Donald Trump adopts a Mussolini pose while giving his State of the Union Address in February, but doesn’t even mention America’s burgeoning deficit (Photo: Shealah Craighead, the White House, Public Domain).

It’s starting to feel like spring, the days are longer, and the deficit hawks, apparently, have all flown north for the summer.

As a result, nowadays, the hawks’ angry shrieks are seldom heard in Washington!

Stephen Harper, head of the Munich-based International Democratic Union, the neoliberal Internationale (Photo: Remy Steinegger, Creative Commons).

“The federal budget deficit is ballooning on President Trump’s watch and few in Washington seem to care,” the Associated Press reported Saturday, the news service’s reporter not even trying to hide his sense of wonderment at this turn of events.

To the reporter’s credit, he was actually able to drum up a Washington deficit hawk shocked and appalled enough about this development to spend a few moments complaining before flocking off to wherever Republican Senators go on a weekend.

Here in Alberta, meanwhile, with an election looming, the unpleasant cacophony of the deficit hawks is almost deafening.

If the silence of the hawks in Washington is perplexing, the fact our Canadian Republican types – called conservatives on this side of the 49th Parallel owing to the fact our Dominion is not a republic – are singing a different song is also unusual.

There was a day when conservative political messaging was quite different in Canada than the United States, reflecting real cultural and historical differences between our countries. This remains the case on the left to a significant degree.

Vladimir Lenin, apparently an inspiration to the neoliberal right (Photo: Pavel Semyonovich Zhukov, 1870-1942, Public Domain).

But over the past 40 years or so, there has been a significant effort on the right to forge an international ideological consensus through promotion of institutions such as the worldwide network of utopian market fundamentalist “think tanks” and Astro-Turf groups, many funded by Washington-based organizations like the Atlas Network.

Our former prime minister, Stephen Harper plays a prominent role in this effort, and now heads the market fundamentalist Internationale based in Munich, Germany.
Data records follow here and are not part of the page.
use console::style;
use std::fmt;
use uvalue_core::UvalueError;

/// Enhanced error type with suggestions
pub struct CliError {
    pub message: String,
    pub context: Option<String>,
    pub suggestions: Vec<String>,
    pub help_command: Option<String>,
}

impl CliError {
    pub fn new(message: impl Into<String>) -> Self {
        Self {
            message: message.into(),
            context: None,
            suggestions: Vec::new(),
            help_command: None,
        }
    }

    pub fn with_context(mut self, context: impl Into<String>) -> Self {
        self.context = Some(context.into());
        self
    }

    pub fn with_suggestion(mut self, suggestion: impl Into<String>) -> Self {
        self.suggestions.push(suggestion.into());
        self
    }

    pub fn with_help(mut self, command: impl Into<String>) -> Self {
        self.help_command = Some(command.into());
        self
    }

    pub fn display(&self) {
        eprintln!("{} {}\n", style("✗").red().bold(), style(&self.message).red().bold());

        if let Some(ref context) = self.context {
            eprintln!("{}", context);
            eprintln!();
        }

        if !self.suggestions.is_empty() {
            eprintln!("{}", style("To fix this:").yellow().bold());
            for (i, suggestion) in self.suggestions.iter().enumerate() {
                eprintln!("  {}. {}", i + 1, suggestion);
            }
            eprintln!();
        }

        if let Some(ref help_cmd) = self.help_command {
            eprintln!("{} {}", style("Need help?").cyan(), style(help_cmd).cyan().bold());
        }
    }
}

impl fmt::Display for CliError {
    fn fmt(&self, f: &mut fmt::Formatter<'_>) -> fmt::Result {
        write!(f, "{}", self.message)
    }
}

impl fmt::Debug for CliError {
    fn fmt(&self, f: &mut fmt::Formatter<'_>) -> fmt::Result {
        write!(f, "{}", self.message)
    }
}

impl std::error::Error for CliError {}

/// The design cannot be submitted yet
pub fn design_not_calculable(problems: &[String]) -> CliError {
    let listing = problems
        .iter()
        .map(|p| format!("  • {}", p))
        .collect::<Vec<_>>()
        .join("\n");

    CliError::new("Design is not ready to calculate")
        .with_context(format!("Nothing was sent to the backend.\n\n{}", listing))
        .with_suggestion("Pick a city: uvalue draft set-city <CITY>")
        .with_suggestion("Add layers: uvalue draft add-layer --material <NAME> --thickness <MM>")
        .with_help("Run: uvalue draft show")
}

/// The backend never answered the readiness probes
pub fn backend_unresponsive(api_base: &str, waited_secs: u64) -> CliError {
    CliError::new("Backend did not wake up")
        .with_context(format!(
            "No answer from /health or /cities within {}s.\n\nAPI base: {}",
            waited_secs, api_base
        ))
        .with_suggestion("Try again; hosted backends can take a minute to cold-start")
        .with_suggestion("Wait longer: uvalue wait --max-wait-ms 180000")
        .with_suggestion("Check the API base: uvalue --api-base <URL> doctor")
        .with_help("Run: uvalue doctor")
}

/// The backend could not be reached at all
pub fn backend_unreachable(api_base: &str, error: &str) -> CliError {
    CliError::new("Cannot reach the calculation backend")
        .with_context(format!("API base: {}\n\nError: {}", api_base, error))
        .with_suggestion("Check that the backend is running")
        .with_suggestion("Set the API base: export UVALUE_API_BASE=\"http://127.0.0.1:8000/api\"")
        .with_help("Run: uvalue doctor")
}

/// A layer reference matched nothing in the draft
pub fn layer_not_found(reference: &str, layer_count: usize) -> CliError {
    CliError::new(format!("Layer not found: {}", reference))
        .with_context(format!(
            "Layers are addressed by id or by 1-based position.\n\nThe draft has {} layer(s).",
            layer_count
        ))
        .with_suggestion("List layers with their ids: uvalue draft show")
        .with_help("Run: uvalue draft --help")
}

/// Create error for invalid configuration
pub fn invalid_config(key: &str, reason: &str) -> CliError {
    CliError::new(format!("Invalid configuration: {}", key))
        .with_context(format!("Configuration value is invalid.\n\nReason: {}", reason))
        .with_suggestion("Check uvalue.toml for typos")
        .with_suggestion("Check UVALUE_* environment variables")
        .with_help("Run: uvalue config")
}

/// Map a library error to a CliError with remediation hints
pub fn from_uvalue(error: &UvalueError, api_base: &str) -> CliError {
    match error {
        UvalueError::Validation { problems } => design_not_calculable(problems),
        UvalueError::ReadinessTimeout { waited } => backend_unresponsive(api_base, waited.as_secs()),
        UvalueError::Network { .. } | UvalueError::Timeout { .. } => {
            backend_unreachable(api_base, &error.to_string())
        }
        UvalueError::LayerNotFound { id } => layer_not_found(id, 0),
        UvalueError::ConfigInvalid { key, reason } => invalid_config(key, reason),
        UvalueError::ConfigMissing { key } => invalid_config(key, "value is missing"),
        UvalueError::HttpStatus { status, body } if (400..500).contains(status) => {
            CliError::new(format!("The backend rejected the request (HTTP {})", status))
                .with_context(body.trim().to_string())
                .with_suggestion("Check material names against: uvalue materials")
                .with_suggestion("Check the city against: uvalue cities")
        }
        other => CliError::new(other.to_string()),
    }
}

/// Convert anyhow::Error to CliError with context
pub fn from_anyhow(error: anyhow::Error, api_base: &str) -> CliError {
    if let Some(cli_error) = error.downcast_ref::<CliError>() {
        return CliError {
            message: cli_error.message.clone(),
            context: cli_error.context.clone(),
            suggestions: cli_error.suggestions.clone(),
            help_command: cli_error.help_command.clone(),
        };
    }
    if let Some(uvalue_error) = error.downcast_ref::<UvalueError>() {
        return from_uvalue(uvalue_error, api_base);
    }

    let message = error.to_string();
    if message.contains("permission denied") || message.contains("Permission denied") {
        CliError::new("Permission denied")
            .with_context(format!("Error: {}", message))
            .with_suggestion("Check permissions on the draft file")
            .with_suggestion("Or point at another draft: uvalue --draft <PATH> ...")
    } else {
        CliError::new(message)
    }
}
This organization is called the International Democrat Union and, while it is certainly international, is only a union in the sense of, say, the Soviet Union, and its commitment to democratic principles is open to question.

Nevertheless, this approach has proved remarkably effective at creating a consistent international economic ideology on the right – which nowadays encompasses pretty well all the parties of the right, everywhere, plus some in the middle, even a few supposedly on the left.
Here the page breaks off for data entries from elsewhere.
//! Load command implementation

use super::render::{draft_output, print_draft, print_result};
use super::CommandEnv;
use crate::cli::LoadArgs;
use crate::output::OutputWriter;
use crate::output_types::LoadOutput;
use crate::progress::{create_spinner, finish_error, finish_success, finish_warning};
use anyhow::Result;
use uvalue_core::models::MaterialCatalog;
use uvalue_core::ports::EnvelopeService;
use uvalue_session::{parse_share_param, HydrationOutcome};

pub async fn execute(args: LoadArgs, env: &CommandEnv, output: &OutputWriter) -> Result<()> {
    let input = args.design.trim();
    let public_id = parse_share_param(input).unwrap_or_else(|| input.to_string());

    let client = env.client()?;
    let mut controller = env.controller();

    let spinner = create_spinner(&format!("Loading shared design {}...", public_id), output.is_json());
    let outcome = match controller.hydrate_from_share(&client, &public_id).await {
        Ok(outcome) => outcome,
        Err(e) => {
            finish_error(&spinner, "Load failed");
            return Err(env.explain(e));
        }
    };

    match outcome {
        HydrationOutcome::Hydrated => finish_success(&spinner, "Loaded"),
        HydrationOutcome::NotFound => finish_warning(&spinner, "Not found"),
        _ => finish_warning(&spinner, "Skipped"),
    }

    let hydrated = outcome == HydrationOutcome::Hydrated;
    let scale = env.config.graphic_scale.value;

    if output.is_json() {
        if outcome == HydrationOutcome::NotFound {
            output.warning(format!("No saved design with id {}", public_id));
        }
        return output.result(LoadOutput {
            public_id,
            outcome,
            design: hydrated
                .then(|| draft_output(controller.design(), &MaterialCatalog::new(), scale)),
            result: controller.result().filter(|_| hydrated).cloned(),
        });
    }

    match outcome {
        HydrationOutcome::Hydrated => {
            let catalog = match client.materials().await {
                Ok(entries) => MaterialCatalog::from_entries(entries),
                Err(e) => {
                    tracing::warn!("Material catalog unavailable: {}", e);
                    MaterialCatalog::new()
                }
            };
            let films = controller.refresh_films(&client).await;

            print_draft(draft_output(controller.design(), &catalog, scale), output);
            if let Some(result) = controller.result() {
                print_result(result, &catalog, films, &env.config.backend_base(), output);
            }
            println!();
            output.success(format!(
                "Draft replaced with shared design {} ({})",
                public_id,
                env.draft_path.display()
            ));
        }
        HydrationOutcome::NotFound => {
            output.warning(format!("No saved design with id {}; the draft is unchanged", public_id));
        }
        HydrationOutcome::AlreadyHydrated | HydrationOutcome::SkippedExistingResult => {
            output.info("This session already has a result; the shared design was not applied");
        }
        HydrationOutcome::Cancelled => output.warning("Load cancelled"),
    }
    Ok(())
}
Calling this doctrine neoliberalism may seem counterintuitive, as it’s neither new nor liberal, at least in the modern understanding of the latter term. But despite its flaws, it is probably the most precise term for this pervasive and pernicious ideology.
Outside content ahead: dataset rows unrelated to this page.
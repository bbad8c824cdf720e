use crate::error::{Result, UvalueError};
use serde::{Deserialize, Serialize};

/// Thermal resistance of one layer as computed by the service
#[derive(Debug, Clone, PartialEq, Serialize, Deserialize)]
pub struct LayerResistance {
    pub material: String,
    pub thickness_mm: f64,

    #[serde(rename = "k_W_mK")]
    pub conductivity: f64,

    #[serde(rename = "R_layer")]
    pub resistance: f64,
}

/// One branch (static or dynamic) of a calculation response
#[derive(Debug, Clone, PartialEq, Serialize, Deserialize)]
pub struct ThermalBranch {
    #[serde(default)]
    pub city: String,

    #[serde(default)]
    pub assembly: String,

    #[serde(default)]
    pub method: String,

    /// Inside surface resistance, m²·K/W
    #[serde(rename = "Rsi")]
    pub rsi: f64,

    /// Outside surface resistance, m²·K/W
    #[serde(rename = "Rse")]
    pub rse: f64,

    /// Layers-only resistance, m²·K/W
    #[serde(rename = "Rs", default, skip_serializing_if = "Option::is_none")]
    pub rs: Option<f64>,

    #[serde(rename = "U_surface_to_surface")]
    pub u_surface_to_surface: f64,

    #[serde(rename = "U_overall")]
    pub u_overall: f64,

    #[serde(rename = "heat_capacity_kJ_m2K", default, skip_serializing_if = "Option::is_none")]
    pub heat_capacity: Option<f64>,

    pub layers: Vec<LayerResistance>,
}

impl ThermalBranch {
    fn check(&self, branch: &str, require_totals: bool) -> Result<()> {
        let scalars = [
            ("Rsi", Some(self.rsi)),
            ("Rse", Some(self.rse)),
            ("Rs", self.rs),
            ("U_surface_to_surface", Some(self.u_surface_to_surface)),
            ("U_overall", Some(self.u_overall)),
            ("heat_capacity_kJ_m2K", self.heat_capacity),
        ];

        for (field, value) in scalars {
            match value {
                Some(v) if !v.is_finite() => {
                    return Err(decode_error(branch, field, "is not a finite number"));
                }
                None if require_totals => {
                    return Err(decode_error(branch, field, "is missing"));
                }
                _ => {}
            }
        }

        for (index, layer) in self.layers.iter().enumerate() {
            if !layer.conductivity.is_finite() || !layer.resistance.is_finite() {
                return Err(decode_error(
                    branch,
                    &format!("layers[{}]", index),
                    "has a non-finite k or R value",
                ));
            }
        }

        Ok(())
    }
}

fn decode_error(branch: &str, field: &str, problem: &str) -> UvalueError {
    UvalueError::Decode {
        reason: format!("{}.{} {}", branch, field, problem),
    }
}

/// Immutable snapshot returned by the calculation service
#[derive(Debug, Clone, PartialEq, Serialize, Deserialize)]
pub struct CalculationResult {
    #[serde(rename = "static")]
    pub static_branch: ThermalBranch,

    pub dynamic: ThermalBranch,
}

impl CalculationResult {
    /// Reject responses with non-finite numbers or without the dynamic totals
    pub fn validate(&self) -> Result<()> {
        // Totals are only required on the dynamic branch
        self.static_branch.check("static", false)?;
        self.dynamic.check("dynamic", true)
    }

    /// Decode and validate a raw response body
    pub fn from_json(body: &str) -> Result<Self> {
        let result: CalculationResult = serde_json::from_str(body).map_err(|e| {
            UvalueError::Decode { reason: format!("calculation response: {}", e) }
        })?;
        result.validate()?;
        Ok(result)
    }
}
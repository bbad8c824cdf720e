//! Calculate command implementation

use super::render::print_result;
use super::wait::{cancel_on_ctrl_c, warm_up_session};
use super::CommandEnv;
use crate::cli::CalculateArgs;
use crate::errors::design_not_calculable;
use crate::output::OutputWriter;
use crate::output_types::CalculateOutput;
use crate::progress::{create_spinner, finish_error, finish_success, finish_warning};
use anyhow::Result;
use uvalue_core::models::{MaterialCatalog, SavedDesignRef};
use uvalue_core::ports::EnvelopeService;
use uvalue_session::{share_locator, SaveOutcome};

pub async fn execute(args: CalculateArgs, env: &CommandEnv, output: &OutputWriter) -> Result<()> {
    let mut controller = env.controller();

    // Invalid designs never reach the network
    let problems: Vec<String> = controller.validation().iter().map(ToString::to_string).collect();
    if !problems.is_empty() {
        return Err(design_not_calculable(&problems).into());
    }

    let client = env.client()?;
    let cancel = cancel_on_ctrl_c();

    if !args.no_wait {
        warm_up_session(&client, env, controller.context_mut(), &cancel, output).await;
        if cancel.is_cancelled() {
            output.warning("Calculation cancelled");
            return Ok(());
        }
    }

    let spinner = create_spinner("Calculating...", output.is_json());
    let (report, materials) = futures::join!(controller.calculate(&client), client.materials());

    let report = match report {
        Ok(Some(report)) => report,
        Ok(None) => {
            finish_warning(&spinner, "Superseded");
            return Ok(());
        }
        Err(e) => {
            finish_error(&spinner, "Calculation failed");
            return Err(env.explain(e));
        }
    };
    finish_success(&spinner, "Calculated");

    let catalog = match materials {
        Ok(entries) => MaterialCatalog::from_entries(entries),
        Err(e) => {
            tracing::warn!("Material catalog unavailable: {}", e);
            MaterialCatalog::new()
        }
    };
    let films = controller.refresh_films(&client).await;

    let (saved, save_warning) = match report.save {
        SaveOutcome::Saved(saved) => (Some(saved), None),
        SaveOutcome::Failed { message } => (
            None,
            Some(format!("Result was not saved, so there is no shareable link: {}", message)),
        ),
        SaveOutcome::Stale => (None, None),
    };
    let share_link = saved
        .as_ref()
        .map(|saved| share_link(args.share_base.as_deref(), saved));

    if output.is_json() {
        if let Some(warning) = &save_warning {
            output.warning(warning);
        }
        return output.result(CalculateOutput {
            result: report.result,
            films,
            warm_state: controller.context().warm_state(),
            elapsed_ms: controller.context().uptime().as_millis(),
            saved,
            share_link,
            save_warning,
        });
    }

    print_result(&report.result, &catalog, films, &env.config.backend_base(), output);
    output.kv("Elapsed", format!("{:.1}s", controller.context().uptime().as_secs_f64()));

    match (&share_link, &save_warning) {
        (Some(link), _) => {
            println!();
            output.success(format!("Shareable link: {}", link));
        }
        (None, Some(warning)) => output.warning(warning),
        (None, None) => {}
    }
    Ok(())
}

/// Prefer a caller-supplied page, then the server's own locator, then the bare id
fn share_link(share_base: Option<&str>, saved: &SavedDesignRef) -> String {
    match (share_base, &saved.url) {
        (Some(base), _) => share_locator(base, &saved.public_id),
        (None, Some(url)) if !url.trim().is_empty() => url.clone(),
        _ => saved.public_id.clone(),
    }
}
It must be observed that this ideological consistency is remarkably reminiscent of the now-moribund Communist movement of yore. If you read the musings of the admirers of Vladimir Lenin in this right-wing movement, people like the slovenly former Trump Administration chief ideologist Stephen K. Bannon, you will see this is quite intentional.

This is so striking, indeed, that one almost expects Mr. Harper to start numbering the IDU’s regular clambakes, starting with “the First Internationale,” or some such.

A key part of this consistent messaging is a supposed horror of deficits, which is universal and all encompassing on the political right … except when it’s not.

Jason Kenney, leader of Alberta’s United Conservative Party (Photo: David J. Climenhaga).

So if there is such a consensus on the right, how do we explain this remarkable divergence in the key talking points of the members of this international movement in Canada, especially Alberta, and in Washington?

The explanation is quite simple. It has been elucidated by a Nobel Prize winning economist, no less – although one, it must be admitted, whose views are not wholly in tune with the prevailing neoliberal ideological doctrine.

“Republicans spent the entire Obama Administration inveighing constantly about the dangers of debt, warning that America faced a looming crisis unless deficits were drastically reduced,” Paul Krugman wrote in his New York Times column soon after President Donald Trump’s inconveniently delayed Feb. 5 State of the Union message.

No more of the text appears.